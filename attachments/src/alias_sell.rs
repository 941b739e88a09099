//! Alias sell attachment: offer a registered alias for sale at a price.

use karst_encoding::{CodecError, Decoder, Encoder};
use serde::{Deserialize, Serialize};

use crate::error::AttachmentError;
use crate::{discriminator, AttachmentCodec};

pub const TYPE: u8 = 1;
pub const SUBTYPE: u8 = 6;

/// Attachment for an alias sell transaction.
///
/// A price of zero offers the alias as a free transfer to the recipient
/// named in the transaction header.
#[derive(Clone, Debug, Default, PartialEq, Eq, Serialize, Deserialize)]
pub struct AliasSellAttachment {
    /// Alias name bytes. At most 255; the wire format carries a 1-byte
    /// length prefix, so longer names cannot be encoded.
    pub name: Vec<u8>,
    /// Asking price in planck. Signed to match the wire format.
    pub price: i64,
}

impl AliasSellAttachment {
    /// Empty attachment for building a new outgoing transaction.
    pub fn new() -> Self {
        Self::default()
    }

    pub fn decode_attachment(decoder: &mut Decoder<'_>) -> Result<Self, AttachmentError> {
        let len = decoder.read_u8()? as usize;
        if decoder.remaining() < len {
            return Err(CodecError::InvalidLength {
                field: "name",
                declared: len,
                remaining: decoder.remaining(),
            }
            .into());
        }
        let name = decoder.read_bytes(len)?.to_vec();
        let price = decoder.read_i64()?;
        Ok(Self { name, price })
    }
}

impl AttachmentCodec for AliasSellAttachment {
    fn get_type(&self) -> u16 {
        discriminator(TYPE, SUBTYPE)
    }

    fn encoded_size(&self) -> usize {
        1 + self.name.len() + 8
    }

    fn write_attachment(&self, encoder: &mut Encoder) {
        encoder.write_u8(self.name.len() as u8);
        encoder.write_bytes(&self.name);
        encoder.write_i64(self.price);
    }
}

EXERCISE GOAL: Only the lines from the beginning of the entries through the line bearing "to the recipient" should be returned, each exactly as written.

SOLVED EXERCISE:
filename attachments/src/alias_sell.rs
repository 941b739e88a09099
//! Alias sell attachment: offer a registered alias for sale at a price.

use karst_encoding::{CodecError, Decoder, Encoder};
use serde::{Deserialize, Serialize};

use crate::error::AttachmentError;
use crate::{discriminator, AttachmentCodec};

pub const TYPE: u8 = 1;
pub const SUBTYPE: u8 = 6;

/// Attachment for an alias sell transaction.
///
/// A price of zero offers the alias as a free transfer to the recipient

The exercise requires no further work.